The mandate in [[section]]254(k) to establish cost allocation rules, accounting safeguards, and guidelines "to ensure that services included in the definition of universal service bear no more than a reasonable share of the joint and common costs of facilities used to provide those services" is extremely subjective. This subjectivity is caused, in part, by the lack of definitions for many of the key terms - e.g., "reasonable share" of joint and common costs; "subsidize"; "services that are not competitive"; "services that are subject to competition"; etc. These undefined terms raise several questions - including, but not limited to the following: who will establish these definitions? What role, if any, will the States have in defining these terms for intrastate services and elements? For interstate services and elements, will the FCC use its "access survey" or some other data collection instruments) to measure the existence and/or extent of "competition"? Of "subsidization"?

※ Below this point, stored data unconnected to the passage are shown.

//! # 32-Byte Digests and Hash Algorithm Tags
//!
//! Defines `Digest`, the unit the whole engine operates on, and
//! `HashAlgorithm`, the tag recording which one-way function produced it.
//!
//! ## Text Form
//!
//! Digests render as `0x` followed by 64 lowercase hex characters, the form
//! Ethereum tooling and on-chain verifiers consume. Parsing accepts either
//! case, with or without the prefix, and rejects every other length.

use std::fmt;
use std::str::FromStr;

use serde::{Deserialize, Deserializer, Serialize, Serializer};

use crate::error::EncodingError;

/// The hash function used for leaves and internal nodes.
///
/// The algorithm is a per-tree setting. It is recorded in exported
/// artifacts because verification must replicate it exactly.
#[derive(Debug, Clone, Copy, Default, PartialEq, Eq, Hash, Serialize, Deserialize)]
#[serde(rename_all = "lowercase")]
pub enum HashAlgorithm {
    /// Keccak-256 as used by the EVM (not NIST SHA3-256).
    #[default]
    Keccak256,
    /// SHA-256.
    Sha256,
}

impl HashAlgorithm {
    /// Returns the algorithm identifier string.
    pub fn as_str(&self) -> &'static str {
        match self {
            Self::Keccak256 => "keccak256",
            Self::Sha256 => "sha256",
        }
    }
}

impl fmt::Display for HashAlgorithm {
    fn fmt(&self, f: &mut fmt::Formatter<'_>) -> fmt::Result {
        f.write_str(self.as_str())
    }
}

impl FromStr for HashAlgorithm {
    type Err = String;

    fn from_str(s: &str) -> Result<Self, Self::Err> {
        match s.trim().to_ascii_lowercase().as_str() {
            "keccak256" | "keccak" => Ok(Self::Keccak256),
            "sha256" => Ok(Self::Sha256),
            other => Err(format!(
                "unknown hash algorithm {other:?} (expected keccak256 or sha256)"
            )),
        }
    }
}

/// A 32-byte digest: a leaf, an internal node, or a root.
///
/// Ordering is byte-lexicographic, which is the order the sorted-pair
/// combine uses.
#[derive(Clone, Copy, Default, PartialEq, Eq, PartialOrd, Ord, Hash)]
pub struct Digest([u8; 32]);

impl Digest {
    /// Digest width in bytes.
    pub const LEN: usize = 32;

    /// Wrap raw digest bytes.
    pub const fn new(bytes: [u8; 32]) -> Self {
        Self(bytes)
    }

    /// Access the raw digest bytes.
    pub const fn as_bytes(&self) -> &[u8; 32] {
        &self.0
    }

    /// Consume the digest, returning its bytes.
    pub const fn into_bytes(self) -> [u8; 32] {
        self.0
    }

    /// Render as `0x` + 64 lowercase hex characters.
    pub fn to_hex(&self) -> String {
        format!("0x{}", hex::encode(self.0))
    }

    /// Parse a 64-digit hex string, with or without `0x`.
    pub fn from_hex(input: &str) -> Result<Self, EncodingError> {
        decode_fixed_hex::<32>(input).map(Self)
    }
}

impl From<[u8; 32]> for Digest {
    fn from(bytes: [u8; 32]) -> Self {
        Self(bytes)
    }
}

impl AsRef<[u8]> for Digest {
    fn as_ref(&self) -> &[u8] {
        &self.0
    }
}

impl fmt::Debug for Digest {
    fn fmt(&self, f: &mut fmt::Formatter<'_>) -> fmt::Result {
        write!(f, "Digest({})", self.to_hex())
    }
}

impl fmt::Display for Digest {
    fn fmt(&self, f: &mut fmt::Formatter<'_>) -> fmt::Result {
        f.write_str(&self.to_hex())
    }
}

impl FromStr for Digest {
    type Err = EncodingError;

    fn from_str(s: &str) -> Result<Self, Self::Err> {
        Self::from_hex(s)
    }
}

impl Serialize for Digest {
    fn serialize<S: Serializer>(&self, serializer: S) -> Result<S::Ok, S::Error> {
        serializer.serialize_str(&self.to_hex())
    }
}

impl<'de> Deserialize<'de> for Digest {
    fn deserialize<D: Deserializer<'de>>(deserializer: D) -> Result<Self, D::Error> {
        let s = String::deserialize(deserializer)?;
        Self::from_hex(&s).map_err(serde::de::Error::custom)
    }
}

/// Strip an optional `0x`/`0X` prefix.
pub(crate) fn strip_hex_prefix(input: &str) -> &str {
    input
        .strip_prefix("0x")
        .or_else(|| input.strip_prefix("0X"))
        .unwrap_or(input)
}

/// Decode exactly `N` bytes of hex, with or without `0x`.
pub(crate) fn decode_fixed_hex<const N: usize>(input: &str) -> Result<[u8; N], EncodingError> {
    let digits = strip_hex_prefix(input.trim());
    if digits.len() != N * 2 {
        return Err(EncodingError::HexLength {
            expected: N * 2,
            found: digits.len(),
        });
    }
    let mut out = [0u8; N];
    hex::decode_to_slice(digits, &mut out)
        .map_err(|e| EncodingError::InvalidHex(format!("{input:?}: {e}")))?;
    Ok(out)
}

The distinction between "services that are not competitive" and "services that are subject to competition" is critical. Both federal and state regulators may find it difficult - if not impossible - to enforce the intent of Congress: to prevent the subsidization of competitive services by non-competitive ones. The LECs (both incumbents and new entrants) and other types of telecommunications carriers may argue that all of their services, including basic local residential service, are "subject to competition." Since [[section]] 254(k) does not prohibit subsidies among two (or more) services that are both (all) "subject to competition," under this scenario of "subsidization" among services that are within the same category, a LEC or other telecommunications carrier would apparently be permitted to engage in behavior that would ordinarily be considered "cross subsidization" - e.g., shifting joint and common costs to basic local residential customers.

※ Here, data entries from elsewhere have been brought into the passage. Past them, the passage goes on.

//! # Record Input
//!
//! Record files are JSON in one of two shapes:
//!
//! - an array of records: `[{"address": "0x…", "amount": "…"}, …]`
//! - an object wrapping that array under `participants`, `recipients`, or
//!   `records`: `{"participants": [{"index": 0, "address": "0x…"}, …]}`
//!
//! A bare string element is shorthand for `{"address": "<string>"}`, so a
//! plain participant list works with the `addresses` schema.

use std::path::Path;

use anyhow::{bail, Context, Result};
use serde_json::Value;

use merkledrop_core::Record;

/// Keys under which a wrapped record array may appear, in lookup order.
pub const RECORD_KEYS: [&str; 3] = ["participants", "recipients", "records"];

/// Load records from a JSON file.
pub fn load_records(path: &Path) -> Result<Vec<Record>> {
    if !path.exists() {
        bail!("input file not found: {}", path.display());
    }
    let content = std::fs::read_to_string(path)
        .with_context(|| format!("failed to read input: {}", path.display()))?;
    let value: Value = serde_json::from_str(&content)
        .with_context(|| format!("failed to parse JSON: {}", path.display()))?;
    let records = records_from_value(value)
        .with_context(|| format!("unexpected record layout: {}", path.display()))?;
    tracing::info!(path = %path.display(), records = records.len(), "loaded records");
    Ok(records)
}

/// Extract the record list from a parsed input document.
pub fn records_from_value(value: Value) -> Result<Vec<Record>> {
    let items = match value {
        Value::Array(items) => items,
        Value::Object(mut map) => {
            let key = RECORD_KEYS
                .iter()
                .find(|k| matches!(map.get(**k), Some(Value::Array(_))));
            match key.and_then(|k| map.remove(*k)) {
                Some(Value::Array(items)) => items,
                _ => bail!(
                    "expected an array under one of {}",
                    RECORD_KEYS.join(", ")
                ),
            }
        }
        _ => bail!("expected a JSON array of records"),
    };

    items
        .into_iter()
        .enumerate()
        .map(|(i, item)| record_from_value(item).with_context(|| format!("record #{i}")))
        .collect()
}

/// Interpret one JSON value as a record.
pub fn record_from_value(value: Value) -> Result<Record> {
    match value {
        Value::Object(map) => Ok(map),
        Value::String(address) => {
            let mut map = Record::new();
            map.insert("address".to_string(), Value::String(address));
            Ok(map)
        }
        Value::Null => bail!("expected a record object, got null"),
        Value::Bool(_) => bail!("expected a record object, got a boolean"),
        Value::Number(_) => bail!("expected a record object, got a number"),
        Value::Array(_) => bail!("expected a record object, got an array"),
    }
}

Because there are no penalties for noncompliance, and because this portion of the federal statute does not establish for either the FCC or State Commissions any enforcement mechanisms, neither the FCC nor the State Commissions should expect this section of the Act to provide realistic or effective protection for basic residential local consumers. Consequently, this Section cannot reliably serve as a quid pro quo to justify any form of relaxed regulation.

III. CONCLUSION

The IURC Staff believes the 1996 Act emphasizes the need for the FCC and state commissions to work cooperatively to establish long- term goals that further universal service. In order to implement the universal service criteria specified in the 1996 Act, the FCC and state commissions must implement universal service plans and rules that are complementary and that address issues such as a minimum universal service package of services, support for low- income consumers, and determination of accurate costs and cost allocation. The IURC Staff, therefore, urges the FCC to begin the transition to a competitive local exchange market and subsequent modification of the universal service mechanism by retaining the current funding mechanisms, while initiating inquiry into the long- term universal service goals under the 1996 Act.

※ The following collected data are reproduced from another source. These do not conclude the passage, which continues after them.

//! appliance-license - license activation for network appliances
//!
//! Obtains a dossier from the device, exchanges it with the activation
//! service for a signed license (accepting a EULA when asked), installs the
//! license and checks that the device reports it as active. Running it against
//! an already-licensed device changes nothing.
//!
//! # Example
//!
//! ```rust,no_run
//! use appliance_license::config::ApplianceConfig;
//! use appliance_license::workflow::activate;
//!
//! # async fn run() -> appliance_license::errors::LicenseResult<()> {
//! let config = ApplianceConfig::load(None)?;
//! let outcome = activate(&config).await;
//! println!("changed: {}", outcome.changed());
//! # Ok(())
//! # }
//! ```

pub mod config;
pub mod device;
pub mod errors;
pub mod license;
pub mod logging;
pub mod registrant;
pub mod soap;
pub mod workflow;

// Activation service side
pub mod client;

// Device side
pub mod transport;

pub use errors::{FailureReason, LicenseError, LicenseResult};
pub use license::ActivationOutcome;
pub use workflow::{ActivationRequest, LicenseActivationWorkflow};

The IURC Staff is concerned that any proposals to eliminate or decrease the interstate CCLC are unnecessary under S 254(k) of the 1996 Act and may be inconsistent with that language. The IURC Staff believes that any such proposals may take on the characteristics of an "unfunded mandate." Finally, the IURC recommends at least three steps that should precede the implementation of any such proposals:

(1) ascertaining the existence of "subsidies" within local rates;
(2) calculating the cost of providing local telephone service; and
(3) calculating the cost of providing other LEC services.